*** Exercise material Section Begins ***
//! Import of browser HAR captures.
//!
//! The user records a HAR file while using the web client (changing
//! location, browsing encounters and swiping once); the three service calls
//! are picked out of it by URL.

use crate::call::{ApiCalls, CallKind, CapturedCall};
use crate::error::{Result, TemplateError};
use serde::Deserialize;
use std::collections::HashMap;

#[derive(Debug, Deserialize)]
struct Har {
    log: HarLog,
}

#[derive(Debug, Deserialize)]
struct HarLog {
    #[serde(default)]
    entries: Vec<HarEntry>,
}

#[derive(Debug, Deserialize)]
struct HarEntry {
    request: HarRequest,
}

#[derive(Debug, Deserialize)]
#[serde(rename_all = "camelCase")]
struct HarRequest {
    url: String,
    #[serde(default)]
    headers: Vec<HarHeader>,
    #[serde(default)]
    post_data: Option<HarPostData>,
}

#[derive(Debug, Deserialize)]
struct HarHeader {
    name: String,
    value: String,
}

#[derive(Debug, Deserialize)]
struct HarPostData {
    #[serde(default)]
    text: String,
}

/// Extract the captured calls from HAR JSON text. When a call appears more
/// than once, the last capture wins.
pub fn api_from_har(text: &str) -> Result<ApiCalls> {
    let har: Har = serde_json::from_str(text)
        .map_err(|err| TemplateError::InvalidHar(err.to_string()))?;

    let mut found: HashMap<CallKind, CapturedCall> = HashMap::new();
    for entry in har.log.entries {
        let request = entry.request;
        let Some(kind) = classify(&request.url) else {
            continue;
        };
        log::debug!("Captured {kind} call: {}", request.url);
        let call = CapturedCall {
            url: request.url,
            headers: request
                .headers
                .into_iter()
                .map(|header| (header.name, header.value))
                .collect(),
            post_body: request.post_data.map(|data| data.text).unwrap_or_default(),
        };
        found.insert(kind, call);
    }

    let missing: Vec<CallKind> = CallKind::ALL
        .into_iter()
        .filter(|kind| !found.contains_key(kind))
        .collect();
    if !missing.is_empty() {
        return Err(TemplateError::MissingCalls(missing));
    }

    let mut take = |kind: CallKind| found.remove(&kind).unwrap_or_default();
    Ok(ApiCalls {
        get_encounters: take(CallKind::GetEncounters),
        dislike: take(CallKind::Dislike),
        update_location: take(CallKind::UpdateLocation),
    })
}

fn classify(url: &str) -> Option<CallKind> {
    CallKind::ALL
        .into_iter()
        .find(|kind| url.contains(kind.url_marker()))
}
*** Exercise material Section Ends ***
(What is being asked): What is needed here is an exact copy of all the records above.

(Written answer):
//! Import of browser HAR captures.
//!
//! The user records a HAR file while using the web client (changing
//! location, browsing encounters and swiping once); the three service calls
//! are picked out of it by URL.

use crate::call::{ApiCalls, CallKind, CapturedCall};
use crate::error::{Result, TemplateError};
use serde::Deserialize;
use std::collections::HashMap;

#[derive(Debug, Deserialize)]
struct Har {
    log: HarLog,
}

#[derive(Debug, Deserialize)]
struct HarLog {
    #[serde(default)]
    entries: Vec<HarEntry>,
}

#[derive(Debug, Deserialize)]
struct HarEntry {
    request: HarRequest,
}

#[derive(Debug, Deserialize)]
#[serde(rename_all = "camelCase")]
struct HarRequest {
    url: String,
    #[serde(default)]
    headers: Vec<HarHeader>,
    #[serde(default)]
    post_data: Option<HarPostData>,
}

#[derive(Debug, Deserialize)]
struct HarHeader {
    name: String,
    value: String,
}

#[derive(Debug, Deserialize)]
struct HarPostData {
    #[serde(default)]
    text: String,
}

/// Extract the captured calls from HAR JSON text. When a call appears more
/// than once, the last capture wins.
pub fn api_from_har(text: &str) -> Result<ApiCalls> {
    let har: Har = serde_json::from_str(text)
        .map_err(|err| TemplateError::InvalidHar(err.to_string()))?;

    let mut found: HashMap<CallKind, CapturedCall> = HashMap::new();
    for entry in har.log.entries {
        let request = entry.request;
        let Some(kind) = classify(&request.url) else {
            continue;
        };
        log::debug!("Captured {kind} call: {}", request.url);
        let call = CapturedCall {
            url: request.url,
            headers: request
                .headers
                .into_iter()
                .map(|header| (header.name, header.value))
                .collect(),
            post_body: request.post_data.map(|data| data.text).unwrap_or_default(),
        };
        found.insert(kind, call);
    }

    let missing: Vec<CallKind> = CallKind::ALL
        .into_iter()
        .filter(|kind| !found.contains_key(kind))
        .collect();
    if !missing.is_empty() {
        return Err(TemplateError::MissingCalls(missing));
    }

    let mut take = |kind: CallKind| found.remove(&kind).unwrap_or_default();
    Ok(ApiCalls {
        get_encounters: take(CallKind::GetEncounters),
        dislike: take(CallKind::Dislike),
        update_location: take(CallKind::UpdateLocation),
    })
}

fn classify(url: &str) -> Option<CallKind> {
    CallKind::ALL
        .into_iter()
        .find(|kind| url.contains(kind.url_marker()))
}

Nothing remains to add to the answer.